Il vino naturale, passatemi il paragone, è come la Cappella Sistina dopo il restauro: un trionfo di colori accecanti che, all’epoca, spiazzò i critici d’arte abituati a secoli di nerofumo e vernici polverose. Chi ripristinò il “sapore” di Michelangelo, fu accusato di aver cancellato per sempre i ritocchi postumi, le morbidezze e le correzioni dell’artista. Nulla di più falso, in realtà: i colori accesi erano funzionali per avvicinare l’osservatore ad un dipinto posto a 20 metri di altezza, in tempi di candele e poca luce naturale. Avvicinarsi al vino naturale è un po’ come riscoprire il colore originale di un affresco e non importa se questo sia un capolavoro come la Cappella Sistina o un’opera minore relegata in una pieve di campagna perchè lo scopo è sempre lo stesso: riscoprire la verità di un dipinto, di un’opera. In definitiva, del lavoro degli uomini.
Per riscoprire o, semplicemente, per chi vuole avvicinarsi al mondo dei vini naturali, abbiamo chiesto alla nostra redazione una lista di 15 produttori, alcuni perennemente in discussione, altri unanimemente accettati. Sono i vini della riscoperta, forse della rinascita, sicuramente della bellezza ritrovata.

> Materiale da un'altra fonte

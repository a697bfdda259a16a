//! # Application Error Handling System
//!
//! 페더레이션 인증 서비스 전역에서 사용하는 통합 에러 타입입니다.
//! `thiserror`로 `Error` trait을 구현하고, `actix_web::ResponseError`를 구현하여
//! 핸들러에서 그대로 HTTP 응답으로 변환됩니다.
//!
//! ## 도메인 에러
//!
//! | AppError | HTTP Status | 의미 |
//! |----------|-------------|------|
//! | `AutoRegisterDisabled` | 401 Unauthorized | 미등록 외부 계정 + 자동 가입 비활성화 |
//! | `DuplicateIdentity` | 409 Conflict | `(provider, external_id)` 유니크 제약 경합 |
//! | `MissingDefaultGroup` | 500 Internal Server Error | 기본 그룹 `Users` 미존재 (설정 오류) |
//! | `PersistenceFailure` | 500 Internal Server Error | 저장소 조회/저장 실패 |
//! | `InvalidExternalProfile` | 400 Bad Request | provider 또는 external_id 누락 |
//!
//! ## 인프라/요청 에러
//!
//! | AppError | HTTP Status |
//! |----------|-------------|
//! | `ValidationError` | 400 Bad Request |
//! | `AuthenticationError` | 401 Unauthorized |
//! | `RedisError` | 500 Internal Server Error |
//! | `ExternalServiceError` | 502 Bad Gateway |
//! | `InternalError` | 500 Internal Server Error |
//!
//! ## 사용 패턴
//!
//! ```rust,ignore
//! use crate::core::errors::AppError;
//!
//! let link = links
//!     .find_one(doc! { "provider": provider, "external_id": external_id })
//!     .await
//!     .map_err(|e| AppError::PersistenceFailure(e.to_string()))?;
//! ```

use thiserror::Error;

/// 애플리케이션 전역 에러 타입
///
/// 식별 정보 해석(resolve) 과정의 비즈니스 규칙 위반과
/// 인프라 계층의 실패를 모두 하나의 열거형으로 표현합니다.
#[derive(Error, Debug)]
pub enum AppError {
    /// 연결된 계정이 없는 외부 로그인인데 자동 가입이 꺼져 있음
    ///
    /// 사용자에게는 인증 실패로 보입니다.
    #[error("New registration via external providers is not allowed")]
    AutoRegisterDisabled,

    /// 동시 가입 경합으로 `(provider, external_id)` 유니크 제약 위반
    ///
    /// 복구 가능한 에러입니다. 호출자는 로그인 조회를 다시 수행해야 하며
    /// 두 번째 사용자를 만들어서는 안 됩니다.
    #[error("Identity {provider}:{external_id} is already linked")]
    DuplicateIdentity {
        provider: String,
        external_id: String,
    },

    /// 기본 사용자 그룹이 존재하지 않음
    ///
    /// 설정 오류이므로 사용자가 복구할 수 없습니다.
    #[error("Default user group '{0}' does not exist")]
    MissingDefaultGroup(String),

    /// 저장소 조회/저장 실패
    #[error("Persistence failure: {0}")]
    PersistenceFailure(String),

    /// provider 또는 external_id가 비어 있는 외부 프로필
    ///
    /// 저장소에 접근하기 전에 거부됩니다.
    #[error("Invalid external profile: {0}")]
    InvalidExternalProfile(String),

    /// 입력값 검증 에러 (400 Bad Request)
    #[error("Validation error: {0}")]
    ValidationError(String),

    /// 인증 실패 에러 (401 Unauthorized)
    #[error("Authentication error: {0}")]
    AuthenticationError(String),

    /// Redis 세션/상태 저장소 에러 (500 Internal Server Error)
    #[error("Redis error: {0}")]
    RedisError(String),

    /// OAuth 프로바이더 통신 에러 (502 Bad Gateway)
    #[error("External service error: {0}")]
    ExternalServiceError(String),

    /// 내부 서버 에러 (500 Internal Server Error)
    #[error("Internal server error: {0}")]
    InternalError(String),
}

impl AppError {
    /// 리다이렉트 쿼리(`oauth-error`)에 실을 짧은 에러 코드
    pub fn code(&self) -> &'static str {
        match self {
            AppError::AutoRegisterDisabled => "auto_register_disabled",
            AppError::DuplicateIdentity { .. } => "duplicate_identity",
            AppError::MissingDefaultGroup(_) => "missing_default_group",
            AppError::PersistenceFailure(_) => "persistence_failure",
            AppError::InvalidExternalProfile(_) => "invalid_external_profile",
            AppError::ValidationError(_) => "validation_error",
            AppError::AuthenticationError(_) => "authentication_error",
            AppError::RedisError(_) => "session_store_error",
            AppError::ExternalServiceError(_) => "provider_error",
            AppError::InternalError(_) => "internal_error",
        }
    }
}

impl actix_web::ResponseError for AppError {
    fn status_code(&self) -> actix_web::http::StatusCode {
        use actix_web::http::StatusCode;

        match self {
            AppError::InvalidExternalProfile(_) | AppError::ValidationError(_) => StatusCode::BAD_REQUEST,
            AppError::AutoRegisterDisabled | AppError::AuthenticationError(_) => StatusCode::UNAUTHORIZED,
            AppError::DuplicateIdentity { .. } => StatusCode::CONFLICT,
            AppError::ExternalServiceError(_) => StatusCode::BAD_GATEWAY,
            _ => StatusCode::INTERNAL_SERVER_ERROR,
        }
    }

    /// HTTP 에러 응답을 생성합니다.
    ///
    /// 모든 에러는 `{"error": ..., "code": ...}` 형식의 JSON으로 응답됩니다.
    fn error_response(&self) -> actix_web::HttpResponse {
        actix_web::HttpResponse::build(self.status_code())
            .json(serde_json::json!({
                "error": self.to_string(),
                "code": self.code(),
            }))
    }
}

/// 편의성을 위한 Result 타입 별칭
pub type AppResult<T> = Result<T, AppError>;

impl From<mongodb::error::Error> for AppError {
    fn from(e: mongodb::error::Error) -> Self {
        AppError::PersistenceFailure(e.to_string())
    }
}

impl From<redis::RedisError> for AppError {
    fn from(e: redis::RedisError) -> Self {
        AppError::RedisError(e.to_string())
    }
}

Siate laici nel giudicarli e felici nel berli.
1. Per chi si avvicina al mondo dei vini naturali c’è da varcare un passaggio obbligato: il vino di Josko Gravner. Non perché sarà il vino che lo coinvolgerà dal primo minuto ma perché sarà un concetto di vino ancestrale a cui il proprio palato si è diseducato. La filosofia di Gravner si basa sul modo più antico di concepire la vinificazione, attraverso l’utilizzo delle anfore. I vini di Josko si comprendono lasciandosi andare senza cercare a tutti costi una risposta a ciò che ci si trova nel bicchiere. E’ un vino che non si manifesta in tempi brevi e che si concede piano piano, proprio come Josko. (G. Giacobbo)
2. San Fereolo di Nicoletta Bocca, perché mi disse in un’intervista: “Le uve biodinamiche sono molto meglio, sono in grado di bilanciarsi, di badare a se stesse; si equilibrano più facilmente da sole: non è più necessario intervenire, perché non ti serve più.” (P. Stara)

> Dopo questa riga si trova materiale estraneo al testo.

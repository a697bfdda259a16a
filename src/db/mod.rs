//! Database Connection Management Module
//!
//! MongoDB 연결을 관리합니다.
//! 사용자 등록은 `users`와 `hybridauth` 두 컬렉션에 걸친 트랜잭션으로 수행되므로
//! MongoDB는 replica set(또는 sharded cluster)으로 구성되어야 합니다.
//!
//! # 환경 변수 설정
//!
//! ```bash
//! export MONGODB_URI="mongodb://localhost:27017/?replicaSet=rs0"
//! export DATABASE_NAME="hybridauth"
//! ```

use mongodb::{Client, options::ClientOptions};
use log::info;
use crate::core::errors::AppError;

/// MongoDB 데이터베이스 연결 래퍼
#[derive(Clone)]
pub struct Database {
    /// MongoDB 클라이언트 인스턴스 (세션/트랜잭션 시작에 사용)
    client: Client,
    /// 사용할 데이터베이스 이름
    database_name: String,
}

impl Database {
    /// 새 MongoDB 데이터베이스 연결을 생성합니다.
    ///
    /// 클라이언트를 초기화하고 `ping`으로 연결 상태를 검증합니다.
    ///
    /// ## 사용 예제
    /// ```rust,ignore
    /// let database = Database::connect(&StorageConfig::mongodb_uri(), &StorageConfig::database_name()).await?;
    /// ```
    pub async fn connect(uri: &str, database_name: &str) -> Result<Self, AppError> {
        let mut client_options = ClientOptions::parse(uri).await?;

        // 모니터링 및 로깅에서 식별하기 위한 애플리케이션 이름
        client_options.app_name = Some("hybridauth".to_string());

        let client = Client::with_options(client_options)?;

        client
            .database(database_name)
            .run_command(mongodb::bson::doc! { "ping": 1 })
            .await?;

        info!("✅ MongoDB 연결 성공: {}", database_name);

        Ok(Self {
            client,
            database_name: database_name.to_string(),
        })
    }

    /// 리포지토리가 컬렉션에 접근할 때 사용하는 `mongodb::Database`
    pub fn get_database(&self) -> mongodb::Database {
        self.client.database(&self.database_name)
    }

    /// 세션/트랜잭션 시작을 위한 클라이언트
    pub fn client(&self) -> &Client {
        &self.client
    }

    pub fn database_name(&self) -> &str {
        &self.database_name
    }
}
//! # Core Module
//!
//! 서비스 전역에서 공유하는 핵심 타입을 제공합니다.
//!
//! ### [`errors`] - 통합 에러 처리
//! - **AppError**: 도메인 에러(자동 가입 거부, 중복 식별자 등)와 인프라 에러를 하나로 표현
//! - **HTTP 통합**: Actix-Web `ResponseError` 구현
//! - **자동 변환**: MongoDB/Redis 에러의 `From` 변환
//!
//! ### [`app_state`] - 조립된 의존성
//! - 전역 레지스트리 없이 생성자 주입(`Arc<dyn Trait>`)으로 전달
//! - 조립은 `main.rs`에서 한 번만 일어나고 핸들러는 `web::Data<AppState>`로 받음

pub mod errors;
pub mod app_state;

pub use errors::*;
pub use app_state::AppState;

3. A me delle etichette non frega un tubo. Mi spiace per quelli che si sbattono giorni su un tono cromatico o un logo, ma in definitiva mi rimbalzano sempre. C’è solo un’etichetta che, storicamente, lascia a bocca aperta i clientes, e porta scritto su: “Scusate ma non seguiamo il mercato, produciamo vini che piacciono a noi, vini della nostra cultura. Sono ciò che sono e non ciò che vuoi che siano”. Ora è chiaro che “non seguire il mercato” è un modo come un altro di presentarsi sul mercato. Il punto è che quell’etichetta dice la verità, ed è un rarissimo caso nel quale descrive perfettamente il contenuto. E sì, parlo di Alessandro Dettori. (F. Sartore)

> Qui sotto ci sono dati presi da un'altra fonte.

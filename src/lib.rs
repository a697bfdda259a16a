//! 외부 인증 연동 서비스 백엔드
//!
//! 외부 OAuth2/OIDC 프로바이더로 검증된 신원을 로컬 사용자 계정에 연결하는 서비스입니다.
//! 처음 보는 외부 계정은 설정에 따라 자동 가입시키고, 로그인한 사용자는
//! 추가 프로바이더 계정을 자신의 계정에 연결(attach)할 수 있습니다.
//!
//! # Features
//!
//! - **로그인 해석**: `(provider, external_id)` → 로컬 사용자
//! - **자동 가입**: 사용자 + 링크를 하나의 트랜잭션으로 생성, 동시 가입 경합 복구
//! - **계정 연결**: 현재 사용자에게 외부 계정 연결 (last-write-wins)
//! - **세션**: Redis 기반 세션 인증/로그아웃
//! - **MongoDB**: 사용자/그룹/링크 영구 저장 (또는 인메모리 저장소)
//!
//! # Architecture
//!
//! ```text
//! ┌─────────────────┐
//! │   HTTP Routes   │ ← /hybridauth/{provider}/{method}, /hybridauth/callback
//! └─────────────────┘
//!          │
//!          ▼
//! ┌─────────────────┐
//! │    Handlers     │ ← state 검증, 쿠키, 302 리다이렉트
//! └─────────────────┘
//!          │
//!          ▼
//! ┌─────────────────┐
//! │    Services     │ ← HybridauthApp, IdentityResolver, OAuthEngine
//! └─────────────────┘
//!          │
//!          ▼
//! ┌─────────────────┐
//! │  Repositories   │ ← IdentityStore (MongoDB / memory)
//! └─────────────────┘
//!          │
//!          ▼
//! ┌─────────────────┐
//! │ MongoDB + Redis │ ← 저장소
//! └─────────────────┘
//! ```
//!
//! # Examples
//!
//! ```rust,ignore
//! use std::sync::Arc;
//! use hybridauth_service::repositories::memory::InMemoryIdentityStore;
//! use hybridauth_service::services::identity::IdentityResolver;
//!
//! let store = Arc::new(InMemoryIdentityStore::with_default_group());
//! let resolver = IdentityResolver::new(store, true);
//!
//! let user = resolver.resolve_login(&profile).await?;
//! ```

pub mod core;
pub mod config;
pub mod db;
pub mod caching;
pub mod domain;
pub mod repositories;
pub mod services;
pub mod utils;
pub mod routes;
pub mod handlers;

4. Mi piace il Syrah di Stefano Amerighi, perchè lui è una bella persona e perchè il vino che produce è l’esempio di un prodotto naturale che può essere anche molto preciso, pulito e definito, lontano anni luce dai biopuzzoni, così poi non c’è nemmeno bisogno di scuse. (A. Marchetti)
5. I Masieri, La Biancara. Sia il bianco (garganega e trebbiano), sia il rosso (merlot con un saldo di cabernet sauvignon e tai rosso). Perché entrambe le versioni base dei vini di Angiolino Maule raccontano senza distrazioni, tanto la mineralità vulcanica del territorio di Gambellara, quanto la qualità di un lavoro capace di restituire semplicemente la percezione di un frutto che dalla vigna passa al bicchiere e dal bicchiere al gargarozzo con disarmante, naturale disinvoltura. (G. Corazzol)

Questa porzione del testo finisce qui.